Pick every line out of the entries below that has the string "ClusterStateBundle", and copy it.

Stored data
○ ○ ○ ○ ○

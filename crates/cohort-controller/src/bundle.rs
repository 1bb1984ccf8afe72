//! Cluster states annotated with reasons, and bundles of them per bucket space.

use std::collections::BTreeMap;

use cohort_types::{ClusterState, Node};
use serde::{Deserialize, Serialize};

// ============================================================================
// Annotated cluster state
// ============================================================================

/// A cluster state plus free-text reasons explaining node states.
///
/// Reasons are diagnostics only and never take part in similarity.
#[derive(Debug, Clone, Default, PartialEq, Serialize, Deserialize)]
pub struct AnnotatedClusterState {
    cluster_state: ClusterState,
    /// Keyed by `Node` display form, e.g. `storage.3`.
    node_reasons: BTreeMap<String, String>,
    cluster_reason: Option<String>,
}

impl AnnotatedClusterState {
    pub fn new(cluster_state: ClusterState) -> Self {
        Self {
            cluster_state,
            node_reasons: BTreeMap::new(),
            cluster_reason: None,
        }
    }

    /// An empty, unversioned, up cluster.
    pub fn empty() -> Self {
        Self::new(ClusterState::empty())
    }

    #[must_use]
    pub fn with_node_reason(mut self, node: Node, reason: impl Into<String>) -> Self {
        self.node_reasons.insert(node.to_string(), reason.into());
        self
    }

    #[must_use]
    pub fn with_cluster_reason(mut self, reason: impl Into<String>) -> Self {
        self.cluster_reason = Some(reason.into());
        self
    }

    /// Same reasons, different state.
    #[must_use]
    pub fn with_cluster_state(mut self, cluster_state: ClusterState) -> Self {
        self.cluster_state = cluster_state;
        self
    }

    pub fn cluster_state(&self) -> &ClusterState {
        &self.cluster_state
    }

    pub fn node_reason(&self, node: Node) -> Option<&str> {
        self.node_reasons.get(&node.to_string()).map(String::as_str)
    }

    pub fn node_reasons(&self) -> &BTreeMap<String, String> {
        &self.node_reasons
    }

    pub fn cluster_reason(&self) -> Option<&str> {
        self.cluster_reason.as_deref()
    }

    #[must_use]
    pub fn cloned_with_version_set(&self, version: u32) -> Self {
        let mut cloned = self.clone();
        cloned.cluster_state = cloned.cluster_state.with_version(version);
        cloned
    }
}

impl From<ClusterState> for AnnotatedClusterState {
    fn from(cluster_state: ClusterState) -> Self {
        Self::new(cluster_state)
    }
}

// ============================================================================
// Feed block
// ============================================================================

/// Cluster-wide rejection of writes, with the reason shown to clients.
#[derive(Debug, Clone, PartialEq, Eq, Serialize, Deserialize)]
pub struct FeedBlock {
    block: bool,
    description: String,
}

impl FeedBlock {
    pub fn blocked(description: impl Into<String>) -> Self {
        Self {
            block: true,
            description: description.into(),
        }
    }

    pub fn not_blocked() -> Self {
        Self {
            block: false,
            description: String::new(),
        }
    }

    pub fn blocks_feed(&self) -> bool {
        self.block
    }

    pub fn description(&self) -> &str {
        &self.description
    }
}

// ============================================================================
// Bundle
// ============================================================================

/// The baseline state plus the states derived from it per bucket space.
#[derive(Debug, Clone, Default, PartialEq, Serialize, Deserialize)]
pub struct ClusterStateBundle {
    baseline: AnnotatedClusterState,
    derived: BTreeMap<String, AnnotatedClusterState>,
    feed_block: Option<FeedBlock>,
    /// Receivers should wait for an explicit activation before using it.
    deferred_activation: bool,
}

impl ClusterStateBundle {
    pub fn of_baseline_only(baseline: AnnotatedClusterState) -> Self {
        Self {
            baseline,
            ..Self::default()
        }
    }

    pub fn empty() -> Self {
        Self::of_baseline_only(AnnotatedClusterState::empty())
    }

    #[must_use]
    pub fn with_derived_state(
        mut self,
        bucket_space: impl Into<String>,
        state: AnnotatedClusterState,
    ) -> Self {
        self.derived.insert(bucket_space.into(), state);
        self
    }

    #[must_use]
    pub fn with_feed_block(mut self, feed_block: FeedBlock) -> Self {
        self.feed_block = Some(feed_block);
        self
    }

    #[must_use]
    pub fn with_deferred_activation(mut self, deferred: bool) -> Self {
        self.deferred_activation = deferred;
        self
    }

    pub fn baseline_annotated_state(&self) -> &AnnotatedClusterState {
        &self.baseline
    }

    pub fn baseline_cluster_state(&self) -> &ClusterState {
        self.baseline.cluster_state()
    }

    pub fn derived_bucket_space_states(&self) -> &BTreeMap<String, AnnotatedClusterState> {
        &self.derived
    }

    /// The state for a bucket space, falling back to the baseline.
    pub fn derived_bucket_space_state(&self, bucket_space: &str) -> &AnnotatedClusterState {
        self.derived.get(bucket_space).unwrap_or(&self.baseline)
    }

    pub fn version(&self) -> u32 {
        self.baseline.cluster_state().version()
    }

    pub fn feed_block(&self) -> Option<&FeedBlock> {
        self.feed_block.as_ref()
    }

    pub fn cluster_feed_is_blocked(&self) -> bool {
        self.feed_block.as_ref().is_some_and(FeedBlock::blocks_feed)
    }

    pub fn deferred_activation(&self) -> bool {
        self.deferred_activation
    }

    /// Structural equality ignoring versions and reasons.
    pub fn similar_to(&self, other: &ClusterStateBundle) -> bool {
        if !self
            .baseline_cluster_state()
            .similar_to(other.baseline_cluster_state())
        {
            return false;
        }
        if self.cluster_feed_is_blocked() != other.cluster_feed_is_blocked() {
            return false;
        }
        if self.cluster_feed_is_blocked() && self.feed_block != other.feed_block {
            return false;
        }
        self.derived.len() == other.derived.len()
            && self.derived.iter().all(|(space, state)| {
                other
                    .derived
                    .get(space)
                    .is_some_and(|theirs| state.cluster_state().similar_to(theirs.cluster_state()))
            })
    }

    /// Sets `version` on the baseline and every derived state.
    #[must_use]
    pub fn cloned_with_version_set(&self, version: u32) -> Self {
        Self {
            baseline: self.baseline.cloned_with_version_set(version),
            derived: self
                .derived
                .iter()
                .map(|(space, state)| (space.clone(), state.cloned_with_version_set(version)))
                .collect(),
            feed_block: self.feed_block.clone(),
            deferred_activation: self.deferred_activation,
        }
    }

    /// One-line summary for logs, e.g. `version:3 storage:4 .1.s:d (global: ...)`.
    pub fn summary(&self) -> String {
        let mut summary = self.baseline_cluster_state().to_string();
        for (space, state) in &self.derived {
            summary.push_str(&format!(" ({space}: {})", state.cluster_state()));
        }
        if let Some(feed_block) = self.feed_block.as_ref().filter(|fb| fb.blocks_feed()) {
            summary.push_str(&format!(" [feed blocked: {}]", feed_block.description()));
        }
        summary
    }
}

○ ○ ○ ○ ○

▶ **Written solution**:
pub struct ClusterStateBundle {
impl ClusterStateBundle {
    pub fn similar_to(&self, other: &ClusterStateBundle) -> bool {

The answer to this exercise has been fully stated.